Valentine’s Day often sparks the longing to believe that a destined partner exists somewhere—a soulmate or a perfect counterpart intended specifically for us. Throughout history, humanity has resisted the notion that romance is merely a matter of chance. In ancient Greece, Plato proposed that humans were originally complete entities with four limbs and two faces, so powerful that Zeus severed them in half. Since that division, each fragment has wandered the globe seeking its missing half, a myth that established the poetic foundation for the modern concept of the soulmate and the enduring hope that someone will eventually bring us to wholeness.

During the Middle Ages, this yearning was transformed by troubadours and Arthurian legends into "courtly love." This concept portrayed love as an intense, often illicit devotion, exemplified by Lancelot’s dedication to Guinevere. In this framework, a knight demonstrated his value through self-sacrifice for a beloved he might never openly claim. By the Renaissance, authors like Shakespeare popularized the idea of "star-crossed lovers"—pairs bound by an irresistible connection yet separated by external forces such as family disputes, social status, or fate, as though the cosmos authored their romance while simultaneously preventing a happy resolution. In more contemporary eras, Hollywood and romance literature have further cemented the appeal of fairy-tale endings. However, modern science offers a different perspective: does a unique, pre-destined partner actually exist?

How We Fall for 'The One'

Viren Swami, a Professor of Social Psychology at Anglia Ruskin University (ARU) in Cambridge, traces the modern European view of romantic love back to medieval narratives involving Camelot, Lancelot, and the chivalric codes of the Round Table. According to Swami, these tales introduced the concept that individuals should select a single companion for life. "Before that, in much of Europe, you could love as many people as you like, and love was fluid, and it was often not about sex," he explains.
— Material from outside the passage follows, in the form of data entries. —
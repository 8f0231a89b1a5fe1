/*
This code is part of the shape_ingest geospatial library.
Created: 19/10/2026
Last Modified: 19/10/2026
License: MIT
*/
// private sub-module defined in other files
mod line_ops;
mod poly_ops;

// exports identifiers from private sub-modules in the current module namespace
pub use self::line_ops::{do_lines_cross, ring_is_simple};
pub use self::poly_ops::{point_in_poly, point_on_boundary, poly_in_poly, winding_number};
/*
This code is part of the shape_ingest geospatial library.
Created: 19/10/2026
Last Modified: 19/10/2026
License: MIT

Notes: A cursor over a borrowed byte buffer. The byte order can be switched
between reads, which the shapefile format requires since it mixes big-endian
and little-endian words in the same header.
*/
use byteorder::{BigEndian, ByteOrder, LittleEndian};

/// Raised when a read would run past the end of the buffer.
#[derive(Debug, Clone, Copy, PartialEq, Eq, thiserror::Error)]
#[error("attempted to read {needed} bytes at offset {offset}, past the end of the buffer")]
pub struct ReadPastEnd {
    pub offset: usize,
    pub needed: usize,
}

pub struct ByteOrderReader<'a> {
    pub byte_order: Endianness,
    buffer: &'a [u8],
    pos: usize,
}

impl<'a> ByteOrderReader<'a> {
    pub fn new(buffer: &'a [u8], byte_order: Endianness) -> ByteOrderReader<'a> {
        ByteOrderReader {
            buffer,
            byte_order,
            pos: 0usize,
        }
    }

    pub fn seek(&mut self, position: usize) {
        self.pos = position;
    }

    pub fn inc_pos(&mut self, skip: usize) {
        self.pos += skip;
    }

    pub fn pos(&self) -> usize {
        self.pos
    }

    pub fn len(&self) -> usize {
        self.buffer.len()
    }

    pub fn is_empty(&self) -> bool {
        self.buffer.is_empty()
    }

    pub fn remaining(&self) -> usize {
        self.buffer.len().saturating_sub(self.pos)
    }

    fn take(&mut self, length: usize) -> Result<&'a [u8], ReadPastEnd> {
        if self.remaining() < length {
            return Err(ReadPastEnd {
                offset: self.pos,
                needed: length,
            });
        }
        let buffer: &'a [u8] = self.buffer;
        let buf = &buffer[self.pos..self.pos + length];
        self.pos += length;
        Ok(buf)
    }

    pub fn read_bytes(&mut self, length: usize) -> Result<&'a [u8], ReadPastEnd> {
        self.take(length)
    }

    pub fn read_utf8(&mut self, length: usize) -> Result<String, ReadPastEnd> {
        Ok(String::from_utf8_lossy(self.take(length)?).to_string())
    }

    pub fn read_u8(&mut self) -> Result<u8, ReadPastEnd> {
        // There's really no need for endian issues when reading single bytes.
        Ok(self.take(1)?[0])
    }

    pub fn peek_u8(&self) -> Result<u8, ReadPastEnd> {
        self.buffer.get(self.pos).copied().ok_or(ReadPastEnd {
            offset: self.pos,
            needed: 1,
        })
    }

    pub fn read_u16(&mut self) -> Result<u16, ReadPastEnd> {
        let buf = self.take(2)?;
        Ok(match self.byte_order {
            Endianness::LittleEndian => LittleEndian::read_u16(buf),
            Endianness::BigEndian => BigEndian::read_u16(buf),
        })
    }

    pub fn read_u32(&mut self) -> Result<u32, ReadPastEnd> {
        let buf = self.take(4)?;
        Ok(match self.byte_order {
            Endianness::LittleEndian => LittleEndian::read_u32(buf),
            Endianness::BigEndian => BigEndian::read_u32(buf),
        })
    }

    pub fn read_i32(&mut self) -> Result<i32, ReadPastEnd> {
        let buf = self.take(4)?;
        Ok(match self.byte_order {
            Endianness::LittleEndian => LittleEndian::read_i32(buf),
            Endianness::BigEndian => BigEndian::read_i32(buf),
        })
    }

    pub fn read_f64(&mut self) -> Result<f64, ReadPastEnd> {
        let buf = self.take(8)?;
        Ok(match self.byte_order {
            Endianness::LittleEndian => LittleEndian::read_f64(buf),
            Endianness::BigEndian => BigEndian::read_f64(buf),
        })
    }
}

#[derive(Debug, Copy, Clone, PartialEq)]
pub enum Endianness {
    LittleEndian,
    BigEndian,
}

impl Default for Endianness {
    fn default() -> Endianness {
        Endianness::LittleEndian
    }
}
Swami notes that industrialization disrupted traditional agricultural communities, causing individuals to feel "alienated" from their familiar social structures. Consequently, people began seeking a single person to rescue them from the hardships of their isolated lives. Today, this narrative is digitized through dating apps, a process Swami describes as "relation-shopping." He argues that this approach undermines the very essence of what people seek: "For many people, that's a really soulless experience. You're shopping for a partner… going through possibly dozens of people on the dating app until you get to a point where you go… I need to stop."

The One vs. Soulmate

Jason Carroll, a Professor of Marriage and Family Studies at Brigham Young University in Provo, Utah, acknowledges the deep human desire for "The One." "We are attachment-based creatures," he states, emphasizing that we naturally crave such bonds. However, Carroll advises students to abandon the idea of a pre-made soulmate while retaining the hope for a singular, lifelong partner. He distinguishes this as a difference between destiny and effort. "A soulmate is just simply found. It's already pre‑made. But a one and only is something two people carve out together over years of adapting, apologising, and occasionally gritting their teeth," he clarifies.

The Soulmate Trap

Carroll’s viewpoint is supported by decades of research, summarized in his report The Soulmate Trap. The work highlights the distinction between "destiny beliefs"—the expectation that the correct relationship should require no effort—and "growth beliefs," which emphasize the actions partners take to sustain a relationship. Research led by Professor C. Raymond Knee at the University of Houston in the late 1990s and early 2000s demonstrated that individuals who believed relationships were "meant to be" were significantly more likely to question their commitment when facing conflict. Conversely, those with a growth-oriented mindset tended to view challenges as opportunities for development.